И СНИТСЯ МНЕ ТРАВА АЭРОДРОМА
Рядовая командировка в подшефный плодово-овощной совхоз «Новый» в качестве командира отряда первокурсников — бывших абитуриентов кончилась для меня очень хорошо: юные студиозы меня полюбили, а руководство возненавидело. Да так, что в знак презрения больше никогда уже на летние сельхоззаготовки не посылало.
Поместили меня с остальными отцами-командирами в трехэтажную хрущевку, специально выстроенную для этих прикладных целей, а ребятишек — в пока еще не достроенные бараки. Все вместе называлось «Лагерь труда и отдыха «Ровесник»». Утром кормили, везли в автобусах на поля, а вечером привозили. Это был труд.
С отдыхом было не так просто. После двух часов езды туда-обратно и восьми часов болтания под раскаленным солнцем отдых для большинства недавних домашних детей заключался в мертвецком сне до следующего «рабочего дня». Почему в кавычках? А потому, что работой то, что предлагалось, называть можно только в победных отчетах. Село, если и отличалось в чем-то от города, то лишь бескрайними просторами для всеобщего ничегонеделания.

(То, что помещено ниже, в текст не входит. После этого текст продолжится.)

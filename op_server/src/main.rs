//! Authentication server for onepolicy.
//!
//! Serves account registration, login, token refresh and password reset over
//! HTTP, backed by PostgreSQL.

use std::net::SocketAddr;
use std::sync::Arc;

use anyhow::{Context, Error};
use onepolicy::{AccountStore, AuthManager, Database, PgAccountStore};
use op_server::{api, config::ServerConfig, logging, metrics};
use pico_args::Arguments;
use tracing::info;

const HELP: &str = "\
Run the onepolicy authentication server

USAGE:
  op_server [OPTIONS]

OPTIONS:
  --bind       IP:PORT     Server socket bind address  [default: env SERVER_BIND or 127.0.0.1:8080]
  --db-url     URL         Database connection string  [default: env DATABASE_URL or postgres://postgres@localhost/onepolicy]

FLAGS:
  -h, --help               Print help information

ENVIRONMENT:
  SERVER_BIND                      Server bind address (e.g., 0.0.0.0:8080)
  DATABASE_URL                     PostgreSQL connection string
  JWT_SECRET                       JWT signing secret (required)
  JWT_ACCESS_TOKEN_EXPIRY_MINUTES  Access token lifetime [default: 15]
  JWT_REFRESH_TOKEN_EXPIRY_DAYS    Refresh token lifetime [default: 7]
  PASSWORD_MIN_LENGTH              Minimum password length [default: 8]
  RESET_TOKEN_EXPIRY_MINUTES       Reset token lifetime [default: 60]
  PASSWORD_PEPPER                  Password hashing pepper
  EXPOSE_RESET_TOKEN               Return reset tokens in responses (development only)
  METRICS_BIND                     Prometheus listener address
  (See .env.example for all configuration options)
";

struct Args {
    bind: Option<SocketAddr>,
    database_url: Option<String>,
}

#[tokio::main]
async fn main() -> Result<(), Error> {
    // Load .env file if it exists
    let _ = dotenvy::dotenv();

    let mut pargs = Arguments::from_env();

    // Help has a higher priority and should be handled separately.
    if pargs.contains(["-h", "--help"]) {
        print!("{HELP}");
        std::process::exit(0);
    }

    let args = Args {
        bind: pargs.opt_value_from_str("--bind")?,
        database_url: pargs.opt_value_from_str("--db-url")?,
    };

    logging::init();

    let config = ServerConfig::from_env(args.bind, args.database_url)?;
    info!("Starting authentication server at {}", config.bind);

    if let Some(metrics_bind) = config.metrics_bind {
        metrics::init_metrics(metrics_bind).map_err(|e| anyhow::anyhow!(e))?;
        info!("Prometheus metrics available at http://{}/metrics", metrics_bind);
    }

    let db = Database::new(&config.database)
        .await
        .context("Failed to connect to database")?;
    db.migrate().await.context("Failed to run migrations")?;
    info!("Database ready");

    let store: Arc<dyn AccountStore> = Arc::new(
        PgAccountStore::new(db.pool().clone()).with_query_timeout(config.database.query_timeout()),
    );
    let auth_manager = Arc::new(AuthManager::new(store.clone(), &config.auth)?);

    if config.expose_reset_token {
        tracing::warn!("EXPOSE_RESET_TOKEN is enabled; reset tokens are returned to clients");
    }

    let state = api::AppState::new(auth_manager, store, config.expose_reset_token);
    let app = api::create_router(state);

    let listener = tokio::net::TcpListener::bind(config.bind)
        .await
        .with_context(|| format!("Failed to bind to {}", config.bind))?;

    info!(
        "Server is running at http://{}. Press Ctrl+C to stop.",
        config.bind
    );

    axum::serve(listener, app)
        .with_graceful_shutdown(shutdown_signal())
        .await
        .context("Server error")?;

    info!("Shutting down server...");
    db.close().await;

    Ok(())
}

/// Graceful shutdown signal
async fn shutdown_signal() {
    if let Err(e) = tokio::signal::ctrl_c().await {
        tracing::error!("Failed to listen for shutdown signal: {}", e);
        std::future::pending::<()>().await;
    }
}
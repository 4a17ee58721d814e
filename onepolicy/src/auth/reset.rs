//! Single-use password reset tokens.

use super::{
    config::AuthConfigError,
    errors::{AuthError, AuthResult},
    models::Account,
    tokens::token_digest,
};
use crate::db::{AccountStore, StoreError};
use chrono::{Duration, Utc};
use rand::RngCore;
use std::sync::Arc;

/// Random bytes per reset token
const RESET_TOKEN_BYTES: usize = 32;

/// Issues reset tokens and consumes them exactly once
#[derive(Clone)]
pub struct ResetTokenManager {
    store: Arc<dyn AccountStore>,
    ttl: Duration,
}

impl ResetTokenManager {
    pub fn new(store: Arc<dyn AccountStore>, ttl: Duration) -> Self {
        Self { store, ttl }
    }

    /// Generate a reset token for `account`, replacing any earlier one
    ///
    /// Only the digest and expiry are stored; the returned plaintext is meant
    /// for out-of-band delivery.
    pub async fn issue(&self, account: &Account) -> AuthResult<String> {
        let expires_at = Utc::now()
            .checked_add_signed(self.ttl)
            .ok_or(AuthConfigError::ExpiryOverflow)?;

        let mut bytes = [0u8; RESET_TOKEN_BYTES];
        rand::rng().fill_bytes(&mut bytes);
        let token = hex::encode(bytes);

        let mut updated = account.clone();
        updated.reset_token_digest = Some(token_digest(&token));
        updated.reset_token_expires_at = Some(expires_at);
        self.store.save(&updated).await?;

        Ok(token)
    }

    /// Swap in `new_password_hash` and burn the token in one save
    ///
    /// # Errors
    ///
    /// * `AuthError::InvalidOrExpiredToken` - unknown, expired, or consumed
    ///   concurrently by another request
    pub async fn consume(&self, token: &str, new_password_hash: String) -> AuthResult<Account> {
        let mut account = self
            .store
            .find_by_reset_token(&token_digest(token))
            .await?
            .ok_or(AuthError::InvalidOrExpiredToken)?;

        let expired = account
            .reset_token_expires_at
            .is_none_or(|expires_at| expires_at <= Utc::now());
        if expired {
            account.clear_reset_token();
            // Best effort: a failure here still leaves the token unusable.
            if let Err(e) = self.store.save(&account).await {
                log::debug!(
                    "Could not clear expired reset token for account {}: {}",
                    account.id,
                    e
                );
            }
            return Err(AuthError::InvalidOrExpiredToken);
        }

        account.password_hash = new_password_hash;
        account.clear_reset_token();

        match self.store.save(&account).await {
            Ok(saved) => Ok(saved),
            Err(StoreError::Conflict | StoreError::NotFound) => {
                Err(AuthError::InvalidOrExpiredToken)
            }
            Err(e) => Err(e.into()),
        }
    }
}
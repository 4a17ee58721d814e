//! Authentication error types.

use thiserror::Error;

use super::config::AuthConfigError;
use crate::db::StoreError;

/// Authentication errors
#[derive(Debug, Error)]
pub enum AuthError {
    /// Malformed input (email, password policy, profile fields)
    #[error("Validation failed: {0}")]
    ValidationFailed(String),

    /// Email already exists
    #[error("Email already registered")]
    EmailAlreadyRegistered,

    /// Unknown email or wrong password. Both cases share this variant.
    #[error("Invalid email or password")]
    InvalidCredentials,

    /// Access token does not belong to a live session
    #[error("Invalid token")]
    InvalidToken,

    /// Refresh token does not belong to a live session
    #[error("Invalid refresh token")]
    InvalidRefreshToken,

    /// Reset token unknown, expired or already used
    #[error("Invalid or expired reset token")]
    InvalidOrExpiredToken,

    /// Token `exp` is in the past
    #[error("Token expired")]
    TokenExpired,

    /// Token could not be decoded
    #[error("Malformed token")]
    TokenMalformed,

    /// Token signature or algorithm does not match
    #[error("Invalid token signature")]
    TokenSignatureInvalid,

    /// Token `nbf` is in the future
    #[error("Token not yet valid")]
    TokenNotYetValid,

    /// Password and confirmation differ
    #[error("Passwords do not match")]
    PasswordMismatch,

    /// Password hashing failed
    #[error("Password hashing failed")]
    HashingError,

    /// Store did not answer in time or is unreachable
    #[error("Account store unavailable: {0}")]
    StoreUnavailable(String),

    /// Account changed between read and save
    #[error("Account was modified concurrently, please retry")]
    Conflict,

    /// Account vanished between read and save
    #[error("Account not found")]
    AccountNotFound,

    /// Token or reset lifetimes unusable
    #[error("Invalid auth configuration: {0}")]
    Config(#[from] AuthConfigError),
}

impl AuthError {
    /// Get a client-safe error message that doesn't leak sensitive information
    ///
    /// Store errors are sanitized to prevent information disclosure
    /// about the internal system structure.
    pub fn client_message(&self) -> String {
        match self {
            AuthError::StoreUnavailable(_) => "Service temporarily unavailable".to_string(),
            AuthError::HashingError | AuthError::Config(_) => {
                "Failed to process request".to_string()
            }
            _ => self.to_string(),
        }
    }

    /// Whether the caller may retry the same request unchanged.
    pub fn is_retryable(&self) -> bool {
        matches!(self, AuthError::StoreUnavailable(_) | AuthError::Conflict)
    }
}

impl From<StoreError> for AuthError {
    fn from(err: StoreError) -> Self {
        match err {
            StoreError::Duplicate => AuthError::EmailAlreadyRegistered,
            StoreError::Conflict => AuthError::Conflict,
            StoreError::NotFound => AuthError::AccountNotFound,
            StoreError::Timeout(_) | StoreError::Database(_) => {
                AuthError::StoreUnavailable(err.to_string())
            }
        }
    }
}

/// Result type for authentication operations
pub type AuthResult<T> = Result<T, AuthError>;
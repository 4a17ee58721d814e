//! Server configuration management.
//!
//! Consolidates all environment variable reads and provides validated configuration.

use onepolicy::{
    auth::{AuthConfig, AuthConfigError, config::DEFAULT_PASSWORD_MIN_LENGTH},
    db::DatabaseConfig,
};
use std::net::{IpAddr, Ipv4Addr, SocketAddr};

/// Default listen address when neither `--bind` nor `SERVER_BIND` is set
pub const DEFAULT_BIND: SocketAddr = SocketAddr::new(IpAddr::V4(Ipv4Addr::LOCALHOST), 8080);

/// Default database used when `DATABASE_URL` is unset
pub const DEFAULT_DATABASE_URL: &str = "postgres://postgres@localhost/onepolicy";

/// Secrets shorter than this are accepted but logged as weak
const RECOMMENDED_SECRET_LEN: usize = 32;

/// Complete server configuration loaded from environment variables
#[derive(Debug, Clone)]
pub struct ServerConfig {
    /// Server bind address
    pub bind: SocketAddr,
    /// Database configuration
    pub database: DatabaseConfig,
    /// Token, password and reset settings handed to the auth core
    pub auth: AuthConfig,
    /// Return the reset token in the forgot-password response (development only)
    pub expose_reset_token: bool,
    /// Prometheus scrape listener; metrics stay disabled when `None`
    pub metrics_bind: Option<SocketAddr>,
}

impl ServerConfig {
    /// Load configuration from environment variables
    ///
    /// # Arguments
    ///
    /// * `bind_override` - Optional bind address override (from CLI args)
    /// * `database_url_override` - Optional database URL override (from CLI args)
    ///
    /// # Errors
    ///
    /// Returns error if required variables are missing or invalid
    pub fn from_env(
        bind_override: Option<SocketAddr>,
        database_url_override: Option<String>,
    ) -> Result<Self, ConfigError> {
        let bind = match bind_override {
            Some(bind) => bind,
            None => parse_env_opt("SERVER_BIND")?.unwrap_or(DEFAULT_BIND),
        };

        let database_url = database_url_override
            .or_else(|| std::env::var("DATABASE_URL").ok())
            .unwrap_or_else(|| DEFAULT_DATABASE_URL.to_string());

        let database = DatabaseConfig {
            database_url,
            max_connections: parse_env_or("DB_MAX_CONNECTIONS", 20)?,
            min_connections: parse_env_or("DB_MIN_CONNECTIONS", 5)?,
            connection_timeout_secs: parse_env_or("DB_CONNECTION_TIMEOUT_SECS", 5)?,
            idle_timeout_secs: parse_env_or("DB_IDLE_TIMEOUT_SECS", 300)?,
            max_lifetime_secs: parse_env_or("DB_MAX_LIFETIME_SECS", 1800)?,
            query_timeout_secs: parse_env_or("DB_QUERY_TIMEOUT_SECS", 5)?,
        };

        let jwt_secret = std::env::var("JWT_SECRET").map_err(|_| ConfigError::MissingRequired {
            var: "JWT_SECRET".to_string(),
            hint: "Generate with: openssl rand -hex 32".to_string(),
        })?;

        if jwt_secret.len() < RECOMMENDED_SECRET_LEN {
            tracing::warn!(
                "JWT_SECRET is shorter than {} characters; use a longer secret in production",
                RECOMMENDED_SECRET_LEN
            );
        }

        let auth = AuthConfig {
            jwt_secret,
            access_token_ttl_minutes: parse_env_or("JWT_ACCESS_TOKEN_EXPIRY_MINUTES", 15)?,
            refresh_token_ttl_days: parse_env_or("JWT_REFRESH_TOKEN_EXPIRY_DAYS", 7)?,
            password_min_length: parse_env_or("PASSWORD_MIN_LENGTH", DEFAULT_PASSWORD_MIN_LENGTH)?,
            reset_token_ttl_minutes: parse_env_or("RESET_TOKEN_EXPIRY_MINUTES", 60)?,
            password_pepper: std::env::var("PASSWORD_PEPPER").unwrap_or_default(),
        };

        let config = ServerConfig {
            bind,
            database,
            auth,
            expose_reset_token: parse_env_or("EXPOSE_RESET_TOKEN", false)?,
            metrics_bind: parse_env_opt("METRICS_BIND")?,
        };
        config.validate()?;

        Ok(config)
    }

    /// Validate configuration after loading
    pub fn validate(&self) -> Result<(), ConfigError> {
        self.auth.validate()?;

        if self.database.max_connections == 0 {
            return Err(ConfigError::Invalid {
                var: "DB_MAX_CONNECTIONS".to_string(),
                reason: "Must be greater than 0".to_string(),
            });
        }

        if self.database.min_connections > self.database.max_connections {
            return Err(ConfigError::Invalid {
                var: "DB_MIN_CONNECTIONS".to_string(),
                reason: format!(
                    "Cannot exceed max connections ({})",
                    self.database.max_connections
                ),
            });
        }

        if self.database.query_timeout_secs == 0 {
            return Err(ConfigError::Invalid {
                var: "DB_QUERY_TIMEOUT_SECS".to_string(),
                reason: "Must be greater than 0".to_string(),
            });
        }

        Ok(())
    }
}

/// Configuration error types
#[derive(Debug, thiserror::Error)]
pub enum ConfigError {
    #[error("Missing required environment variable: {var}\nHint: {hint}")]
    MissingRequired { var: String, hint: String },

    #[error("Invalid configuration for {var}: {reason}")]
    Invalid { var: String, reason: String },

    #[error("Invalid auth configuration: {0}")]
    Auth(#[from] AuthConfigError),
}

/// Parse an environment variable, falling back to `default` when unset
///
/// A set but unparsable value is an error rather than a silent fallback.
fn parse_env_or<T>(key: &str, default: T) -> Result<T, ConfigError>
where
    T: std::str::FromStr,
{
    Ok(parse_env_opt(key)?.unwrap_or(default))
}

fn parse_env_opt<T>(key: &str) -> Result<Option<T>, ConfigError>
where
    T: std::str::FromStr,
{
    match std::env::var(key) {
        Ok(raw) if !raw.trim().is_empty() => {
            raw.trim()
                .parse()
                .map(Some)
                .map_err(|_| ConfigError::Invalid {
                    var: key.to_string(),
                    reason: format!("Could not parse '{raw}'"),
                })
        }
        _ => Ok(None),
    }
}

С собой я захватил в качестве постельной книги «Кодекс законов о труде», предполагая заранее череду конфликтов как с аборигенами, так и с пославшими мя политехническими грамотеями. В первую же ночь любви к законам о труде я прочитал, что лица, не достигшие восемнадцати лет, являются несовершеннолетними и должны работать не восемь часов, а четыре — за зарплату совершеннолетних за восемь часов.
Утром я отделил от несовершеннолетних абитуриентов переростков — бывших второгодников и солдат запаса, которых передал по предварительному сговору коллеге Гильману, отцу-командиру второкурсников. После чего заявился с заложенными страницами к местному начальнику совхозного отделения. Он безотлагательно меня принял. За идиота. И в простых и доступных выражениях отправил восвояси. На прощание я предупредил, что ни сегодня, ни завтра, ни послезавтра малолетки на работу не выйдут. А на четвертый день отдыха в лагере беззаконного труда «Ровесник» распрощаются с рабским филиалом политехнической альмы матери. Всю ответственность я благородно взял на себя, зная, что кодекс труда чудесным и неожиданным образом открывает мне путь к кодексу чести.
Назавтра, пронаблюдав веселый детский визг забастовщиков на лужайке перед совхозной конторой и принародно изругавшись матом, малый начальник, фамилию которого я не только не помню, но и не знал никогда, телефонировал большому начальнику.
И тот прибыл на место преступления ровно по моему плану — на третий день.
Малый начальник, выставив совсем не овощную по калорийности задницу на обозрение забастовщиков, долго что-то объяснял не вылезавшему из автомобиля шефу. Потом отодвинулся, дав ему возможность высказаться.
Я бы никогда не вспомнил и фамилию докладчика, если бы не короткий диалог с ним перед конторой.
— Ты, ученый хуев! — заорал пузатый сельско-хозяйственник, не вылезая из служебной «волги». — Я член бюро обкома Лопач. И я здесь командую, кому и сколько работать!
— Вы перепутали мою фамилию, я — ученый Глейзер, а не Хуев, уважаемый товарищ Жопач!
— Что ты сказала, сволочь?
— Я сказаж: товарищ Жопач — дежо в том, что я с детства твердое «эль» не выговариваю!
На этом прения внезапно прекратились — аргумент оказался убойным, и членовоз, подняв облако пыли, умчался в райком, а может быть, и в сам обком без ясной резолюции малому начальнику, что же ему делать с укороченной наполовину рабсилой.
На следующий день бригада малолеток была откомандирована на синекуру — помогать корейцам пропалывать лук. Участок у узкоглазых шабашников из дружественного Таджикистана был маленьким и ухоженным, так что в помощи они по большому счету и не нуждались. Час туда, час обратно: трудодень из четырех часов пролетал быстро и не утомительно. На радость юным батракам. А каким горем луковым занимались кимирсены и лисынманы, я понял чуть позднее.